//! CONTINUATION payload (RFC 9113 §6.10): nothing but HPACK fragment bytes.

use crate::http2::decode_buffer::DecodeBuffer;
use crate::http2::decode_status::DecodeStatus;
use crate::http2::listener::FrameDecoderListener;
use crate::http2::state::FrameDecoderState;

#[derive(Debug, Default, Clone)]
pub struct ContinuationPayloadDecoder;

impl ContinuationPayloadDecoder {
    pub fn start_decoding_payload(
        &mut self,
        state: &mut FrameDecoderState,
        db: &mut DecodeBuffer<'_>,
        listener: &mut dyn FrameDecoderListener,
    ) -> DecodeStatus {
        state.initialize_remainders();
        listener.on_continuation_start(state.frame_header());
        self.resume_decoding_payload(state, db, listener)
    }

    pub fn resume_decoding_payload(
        &mut self,
        state: &mut FrameDecoderState,
        db: &mut DecodeBuffer<'_>,
        listener: &mut dyn FrameDecoderListener,
    ) -> DecodeStatus {
        let avail = state.available_payload(db);
        if avail > 0 {
            listener.on_hpack_fragment(&db.cursor()[..avail]);
            db.advance_cursor(avail);
            state.consume_payload(avail);
        }
        if state.remaining_payload() == 0 {
            listener.on_continuation_end();
            return DecodeStatus::Done;
        }
        DecodeStatus::InProgress
    }
}
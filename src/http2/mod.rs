//! Resumable HTTP/2 frame decoding (RFC 9113 §4, §6).
//!
//! Input may be split at any byte, including inside the 9-byte frame
//! header or a fixed-size field. Decoding proceeds in layers:
//!
//! - [`DecodeBuffer`] is a cursor over one input slice;
//! - [`StructureDecoder`] stages fixed-size fields that straddle inputs;
//! - [`FrameDecoderState`] tracks the current header and how much payload
//!   and padding remain;
//! - the [`payload`] decoders, one per frame type, turn payload bytes into
//!   [`FrameDecoderListener`] events;
//! - [`Http2FrameDecoder`] reads headers and dispatches to them.
//!
//! Protocol checks beyond framing (stream-id rules, CONTINUATION sequencing,
//! HPACK) are left to [`crate::adapter`].

pub mod constants;
mod decode_buffer;
mod decode_status;
mod frame_builder;
mod frame_decoder;
pub mod listener;
pub mod payload;
mod state;
mod structure_decoder;
pub mod structures;

pub use constants::*;
pub use decode_buffer::DecodeBuffer;
pub use decode_status::DecodeStatus;
pub use frame_builder::FrameBuilder;
pub use frame_decoder::Http2FrameDecoder;
pub use listener::{FrameDecoderListener, LoggingListener, NoOpListener};
pub use state::FrameDecoderState;
pub use structure_decoder::StructureDecoder;
pub use structures::*;
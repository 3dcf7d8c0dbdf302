//! PRIORITY payload (RFC 9113 §6.3): exactly one set of priority fields.

use crate::http2::decode_buffer::DecodeBuffer;
use crate::http2::decode_status::DecodeStatus;
use crate::http2::listener::FrameDecoderListener;
use crate::http2::state::FrameDecoderState;
use crate::http2::structures::PriorityFields;

#[derive(Debug, Default, Clone)]
pub struct PriorityPayloadDecoder {
    priority_fields: PriorityFields,
}

impl PriorityPayloadDecoder {
    pub fn start_decoding_payload(
        &mut self,
        state: &mut FrameDecoderState,
        db: &mut DecodeBuffer<'_>,
        listener: &mut dyn FrameDecoderListener,
    ) -> DecodeStatus {
        state.initialize_remainders();
        let status = state.start_decoding_structure_in_payload(&mut self.priority_fields, db, listener);
        self.handle_status(state, status, listener)
    }

    pub fn resume_decoding_payload(
        &mut self,
        state: &mut FrameDecoderState,
        db: &mut DecodeBuffer<'_>,
        listener: &mut dyn FrameDecoderListener,
    ) -> DecodeStatus {
        let status = state.resume_decoding_structure_in_payload(&mut self.priority_fields, db, listener);
        self.handle_status(state, status, listener)
    }

    fn handle_status(
        &self,
        state: &FrameDecoderState,
        status: DecodeStatus,
        listener: &mut dyn FrameDecoderListener,
    ) -> DecodeStatus {
        if status != DecodeStatus::Done {
            return status;
        }
        if state.remaining_payload() > 0 {
            // Payload longer than the fields.
            return state.report_frame_size_error(listener);
        }
        listener.on_priority_frame(state.frame_header(), &self.priority_fields);
        DecodeStatus::Done
    }
}
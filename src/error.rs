//! Crate error types.
//!
//! Frame decoding reports problems through [`DecodeStatus`] and listener
//! callbacks, never through these types. `Error` covers the fallible
//! primitives (cursors, integers) and the HPACK and header-accounting layers.
//!
//! [`DecodeStatus`]: crate::http2::DecodeStatus

use thiserror::Error;

/// Top-level crate error.
#[derive(Error, Debug, Clone, Copy, PartialEq, Eq)]
pub enum Error {
    /// A read needed more bytes than were available.
    #[error("buffer too small, need {needed} bytes")]
    BufferTooSmall { needed: usize },
    /// Value cannot be represented as a QUIC variable-length integer.
    #[error("value {0} exceeds the varint range")]
    VarIntOutOfRange(u64),
    /// HPACK decoding failed.
    #[error("HPACK error: {0}")]
    Hpack(#[from] HpackDecodeError),
    /// The peer acknowledged header bytes that were never buffered for send.
    #[error("unsent header data acked: {length} bytes at offset {offset}")]
    UnsentDataAcked { offset: u64, length: u64 },
    /// A SETTINGS value is outside its permitted range.
    #[error("invalid value {value} for setting {id:#x}")]
    InvalidSetting { id: u16, value: u32 },
}

/// Reasons an HPACK header block is rejected (RFC 7541).
///
/// Any of these leaves the decoder unusable; the connection's compression
/// context is shared by every header block, so it cannot be resynchronized.
#[derive(Error, Debug, Clone, Copy, PartialEq, Eq)]
pub enum HpackDecodeError {
    #[error("index {0} is not in the static or dynamic table")]
    InvalidIndex(u64),
    #[error("integer representation overflows")]
    IntegerOverflow,
    #[error("invalid Huffman-encoded string")]
    InvalidHuffman,
    #[error("string literal of {length} bytes exceeds limit of {limit}")]
    StringTooLong { length: u64, limit: usize },
    #[error("fragment of {length} bytes exceeds decode buffer limit of {limit}")]
    FragmentTooLarge { length: usize, limit: usize },
    #[error("dynamic table size update not allowed here")]
    SizeUpdateNotAllowed,
    #[error("dynamic table size update to {size} is above acknowledged setting {limit}")]
    SizeUpdateAboveSetting { size: u64, limit: usize },
    #[error("initial dynamic table size update to {size} is above low water mark {limit}")]
    SizeUpdateAboveLowWaterMark { size: u64, limit: usize },
    #[error("missing dynamic table size update")]
    MissingSizeUpdate,
    #[error("header block ended inside a representation")]
    TruncatedBlock,
    #[error("no header block in progress")]
    BlockNotStarted,
    #[error("decoder already failed")]
    DecoderFailed,
}
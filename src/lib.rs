#![cfg_attr(not(feature = "std"), no_std)]
#![forbid(unsafe_code)]

//! Resumable decoding of the HTTP/2 framing layer as carried on a QUIC
//! headers stream.
//!
//! - [`http2`]: frame decoder that accepts input in arbitrary pieces and
//!   reports each frame to a [`http2::FrameDecoderListener`].
//! - [`hpack`]: RFC 7541 header compression, decoder and encoder.
//! - [`headers`]: header list accumulation with size limits, and
//!   acknowledgement tracking for sent header blocks.
//! - [`adapter`]: SPDY-framer-style visitor interface over the frame decoder.

#[cfg(any(test, feature = "std"))]
extern crate std;

extern crate alloc;

mod log;

pub mod error;
pub use error::{Error, HpackDecodeError};

pub mod varint;

pub mod data_reader;
pub use data_reader::{DataReader, Endianness};

pub mod config;
pub use config::DecoderConfig;

pub mod http2;
pub use http2::{DecodeBuffer, DecodeStatus, FrameDecoderListener, FrameHeader, Http2FrameDecoder};

pub mod hpack;

pub mod headers;
pub use headers::{HeadersHandler, QuicHeaderList};

pub mod adapter;
pub use adapter::{DecoderAdapter, FramerError, FramerVisitor, SpdyState};
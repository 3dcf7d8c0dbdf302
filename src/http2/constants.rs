//! HTTP/2 wire constants (RFC 9113 §6, §7, RFC 7838 for ALTSVC).

use core::fmt;

/// Size of the common frame header.
pub const FRAME_HEADER_SIZE: usize = 9;

/// Initial SETTINGS_MAX_FRAME_SIZE; larger payloads need a peer setting.
pub const DEFAULT_MAX_FRAME_SIZE: u32 = 16_384;

/// Largest payload length the 24-bit length field can express.
pub const MAX_PAYLOAD_LENGTH: u32 = (1 << 24) - 1;

/// Mask clearing the reserved bit of a 31-bit stream identifier.
pub const STREAM_ID_MASK: u32 = 0x7fff_ffff;

// Flag bits. The same bit can mean different things for different types.
pub const FLAG_END_STREAM: u8 = 0x01;
pub const FLAG_ACK: u8 = 0x01;
pub const FLAG_END_HEADERS: u8 = 0x04;
pub const FLAG_PADDED: u8 = 0x08;
pub const FLAG_PRIORITY: u8 = 0x20;

/// HTTP/2 frame type.
///
/// Types this crate has a payload decoder for get their own variant; every
/// other value is carried through as `Unknown`.
#[derive(Debug, Clone, Copy, PartialEq, Eq, Hash, Default)]
pub enum FrameType {
    #[default]
    Data,
    Headers,
    Priority,
    RstStream,
    Settings,
    PushPromise,
    Ping,
    GoAway,
    WindowUpdate,
    Continuation,
    AltSvc,
    Unknown(u8),
}

impl FrameType {
    pub const fn from_u8(value: u8) -> Self {
        match value {
            0x0 => Self::Data,
            0x1 => Self::Headers,
            0x2 => Self::Priority,
            0x3 => Self::RstStream,
            0x4 => Self::Settings,
            0x5 => Self::PushPromise,
            0x6 => Self::Ping,
            0x7 => Self::GoAway,
            0x8 => Self::WindowUpdate,
            0x9 => Self::Continuation,
            0xa => Self::AltSvc,
            other => Self::Unknown(other),
        }
    }

    pub const fn to_u8(self) -> u8 {
        match self {
            Self::Data => 0x0,
            Self::Headers => 0x1,
            Self::Priority => 0x2,
            Self::RstStream => 0x3,
            Self::Settings => 0x4,
            Self::PushPromise => 0x5,
            Self::Ping => 0x6,
            Self::GoAway => 0x7,
            Self::WindowUpdate => 0x8,
            Self::Continuation => 0x9,
            Self::AltSvc => 0xa,
            Self::Unknown(other) => other,
        }
    }

    pub const fn is_supported(self) -> bool {
        !matches!(self, Self::Unknown(_))
    }

    /// Flags that carry meaning for this type; the rest are cleared before
    /// the payload is decoded. Unknown types keep every flag.
    pub const fn valid_flags(self) -> u8 {
        match self {
            Self::Data => FLAG_END_STREAM | FLAG_PADDED,
            Self::Headers => FLAG_END_STREAM | FLAG_END_HEADERS | FLAG_PADDED | FLAG_PRIORITY,
            Self::Settings | Self::Ping => FLAG_ACK,
            Self::PushPromise => FLAG_END_HEADERS | FLAG_PADDED,
            Self::Continuation => FLAG_END_HEADERS,
            Self::Unknown(_) => 0xff,
            Self::Priority | Self::RstStream | Self::GoAway | Self::WindowUpdate | Self::AltSvc => 0,
        }
    }
}

impl fmt::Display for FrameType {
    fn fmt(&self, f: &mut fmt::Formatter<'_>) -> fmt::Result {
        match self {
            Self::Data => f.write_str("DATA"),
            Self::Headers => f.write_str("HEADERS"),
            Self::Priority => f.write_str("PRIORITY"),
            Self::RstStream => f.write_str("RST_STREAM"),
            Self::Settings => f.write_str("SETTINGS"),
            Self::PushPromise => f.write_str("PUSH_PROMISE"),
            Self::Ping => f.write_str("PING"),
            Self::GoAway => f.write_str("GOAWAY"),
            Self::WindowUpdate => f.write_str("WINDOW_UPDATE"),
            Self::Continuation => f.write_str("CONTINUATION"),
            Self::AltSvc => f.write_str("ALTSVC"),
            Self::Unknown(t) => write!(f, "UnknownFrameType({t})"),
        }
    }
}

/// Renders the names of the set flags that are meaningful for `frame_type`,
/// e.g. `END_STREAM|PADDED`. Bits with no name are shown in hex.
pub fn flags_to_string(frame_type: FrameType, flags: u8) -> alloc::string::String {
    use alloc::string::String;
    use core::fmt::Write;

    fn push(out: &mut String, name: &str) {
        if !out.is_empty() {
            out.push('|');
        }
        out.push_str(name);
    }

    let mut out = String::new();
    let mut rest = flags;
    let mut take = |bit: u8, name: &str, out: &mut String| {
        if rest & bit != 0 {
            rest &= !bit;
            push(out, name);
        }
    };
    match frame_type {
        FrameType::Data => {
            take(FLAG_END_STREAM, "END_STREAM", &mut out);
            take(FLAG_PADDED, "PADDED", &mut out);
        }
        FrameType::Headers => {
            take(FLAG_END_STREAM, "END_STREAM", &mut out);
            take(FLAG_END_HEADERS, "END_HEADERS", &mut out);
            take(FLAG_PADDED, "PADDED", &mut out);
            take(FLAG_PRIORITY, "PRIORITY", &mut out);
        }
        FrameType::Settings | FrameType::Ping => take(FLAG_ACK, "ACK", &mut out),
        FrameType::PushPromise => {
            take(FLAG_END_HEADERS, "END_HEADERS", &mut out);
            take(FLAG_PADDED, "PADDED", &mut out);
        }
        FrameType::Continuation => take(FLAG_END_HEADERS, "END_HEADERS", &mut out),
        _ => {}
    }
    if rest != 0 {
        push(&mut out, "");
        let _ = write!(out, "0x{rest:02x}");
    }
    out
}

/// HTTP/2 error codes (RFC 9113 §7).
#[derive(Debug, Clone, Copy, PartialEq, Eq)]
#[repr(u32)]
pub enum Http2ErrorCode {
    NoError = 0x0,
    ProtocolError = 0x1,
    InternalError = 0x2,
    FlowControlError = 0x3,
    SettingsTimeout = 0x4,
    StreamClosed = 0x5,
    FrameSizeError = 0x6,
    RefusedStream = 0x7,
    Cancel = 0x8,
    CompressionError = 0x9,
    ConnectError = 0xa,
    EnhanceYourCalm = 0xb,
    InadequateSecurity = 0xc,
    Http11Required = 0xd,
}

impl Http2ErrorCode {
    pub const fn to_code(self) -> u32 {
        self as u32
    }

    pub const fn from_code(code: u32) -> Option<Self> {
        Some(match code {
            0x0 => Self::NoError,
            0x1 => Self::ProtocolError,
            0x2 => Self::InternalError,
            0x3 => Self::FlowControlError,
            0x4 => Self::SettingsTimeout,
            0x5 => Self::StreamClosed,
            0x6 => Self::FrameSizeError,
            0x7 => Self::RefusedStream,
            0x8 => Self::Cancel,
            0x9 => Self::CompressionError,
            0xa => Self::ConnectError,
            0xb => Self::EnhanceYourCalm,
            0xc => Self::InadequateSecurity,
            0xd => Self::Http11Required,
            _ => return None,
        })
    }
}

/// SETTINGS parameter identifiers (RFC 9113 §6.5.2).
#[derive(Debug, Clone, Copy, PartialEq, Eq)]
#[repr(u16)]
pub enum SettingsParameter {
    HeaderTableSize = 0x1,
    EnablePush = 0x2,
    MaxConcurrentStreams = 0x3,
    InitialWindowSize = 0x4,
    MaxFrameSize = 0x5,
    MaxHeaderListSize = 0x6,
}

impl SettingsParameter {
    pub const fn from_id(id: u16) -> Option<Self> {
        Some(match id {
            0x1 => Self::HeaderTableSize,
            0x2 => Self::EnablePush,
            0x3 => Self::MaxConcurrentStreams,
            0x4 => Self::InitialWindowSize,
            0x5 => Self::MaxFrameSize,
            0x6 => Self::MaxHeaderListSize,
            _ => return None,
        })
    }

    pub const fn id(self) -> u16 {
        self as u16
    }
}
/// Receives the fields of one decoded header block.
///
/// Name and value slices are only valid for the duration of the call.
pub trait HeadersHandler {
    /// Called once before the first field of a block.
    fn on_header_block_start(&mut self);

    fn on_header(&mut self, name: &[u8], value: &[u8]);

    /// Called once after the last field, with the decoded size (sum of name
    /// and value lengths) and the encoded size of the block.
    fn on_header_block_end(&mut self, uncompressed_header_bytes: usize, compressed_header_bytes: usize);
}
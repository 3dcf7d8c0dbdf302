//! DATA payload (RFC 9113 §6.1).

use crate::http2::decode_buffer::DecodeBuffer;
use crate::http2::decode_status::DecodeStatus;
use crate::http2::listener::FrameDecoderListener;
use crate::http2::state::FrameDecoderState;

#[derive(Debug, Clone, Copy, PartialEq, Eq, Default)]
enum PayloadState {
    #[default]
    ReadPadLength,
    ReadPayload,
    SkipPadding,
}

#[derive(Debug, Default, Clone)]
pub struct DataPayloadDecoder {
    payload_state: PayloadState,
}

impl DataPayloadDecoder {
    pub fn start_decoding_payload(
        &mut self,
        state: &mut FrameDecoderState,
        db: &mut DecodeBuffer<'_>,
        listener: &mut dyn FrameDecoderListener,
    ) -> DecodeStatus {
        let header = *state.frame_header();
        let total_length = header.payload_length as usize;
        debug_assert!(db.remaining() <= total_length);
        state.initialize_remainders();

        if !header.is_padded() {
            if db.remaining() == total_length {
                listener.on_data_start(&header);
                if total_length > 0 {
                    listener.on_data_payload(&db.cursor()[..total_length]);
                    db.advance_cursor(total_length);
                    state.consume_payload(total_length);
                }
                listener.on_data_end();
                return DecodeStatus::Done;
            }
            self.payload_state = PayloadState::ReadPayload;
        } else {
            self.payload_state = PayloadState::ReadPadLength;
        }
        listener.on_data_start(&header);
        self.resume_decoding_payload(state, db, listener)
    }

    pub fn resume_decoding_payload(
        &mut self,
        state: &mut FrameDecoderState,
        db: &mut DecodeBuffer<'_>,
        listener: &mut dyn FrameDecoderListener,
    ) -> DecodeStatus {
        debug_assert!(db.remaining() <= state.remaining_payload_and_padding() as usize);
        loop {
            match self.payload_state {
                PayloadState::ReadPadLength => {
                    let status = state.read_pad_length(db, true, listener);
                    if status != DecodeStatus::Done {
                        return status;
                    }
                    self.payload_state = PayloadState::ReadPayload;
                }
                PayloadState::ReadPayload => {
                    let avail = state.available_payload(db);
                    if avail > 0 {
                        listener.on_data_payload(&db.cursor()[..avail]);
                        db.advance_cursor(avail);
                        state.consume_payload(avail);
                    }
                    if state.remaining_payload() > 0 {
                        return DecodeStatus::InProgress;
                    }
                    self.payload_state = PayloadState::SkipPadding;
                }
                PayloadState::SkipPadding => {
                    if state.skip_padding(db, listener) {
                        listener.on_data_end();
                        return DecodeStatus::Done;
                    }
                    return DecodeStatus::InProgress;
                }
            }
        }
    }
}
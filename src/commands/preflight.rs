use anyhow::Result;

use crate::config::BuildConfig;
use crate::preflight;

/// `emcomm-iso preflight`. Without `strict` a failing host only prints.
pub fn cmd_preflight(config: &BuildConfig, strict: bool) -> Result<()> {
    if strict {
        return preflight::ensure_ready(config);
    }
    let report = preflight::run_checks(config);
    report.print();
    if !report.all_passed() {
        println!("\n`build` refuses to start until the failed checks pass.");
    }
    Ok(())
}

_EXERCISE DIRECTIONS_
Extract every line of the records above that contains the word "RefusedStream".

_SOLUTION TO THE EXERCISE_
    RefusedStream = 0x7,
            0x7 => Self::RefusedStream,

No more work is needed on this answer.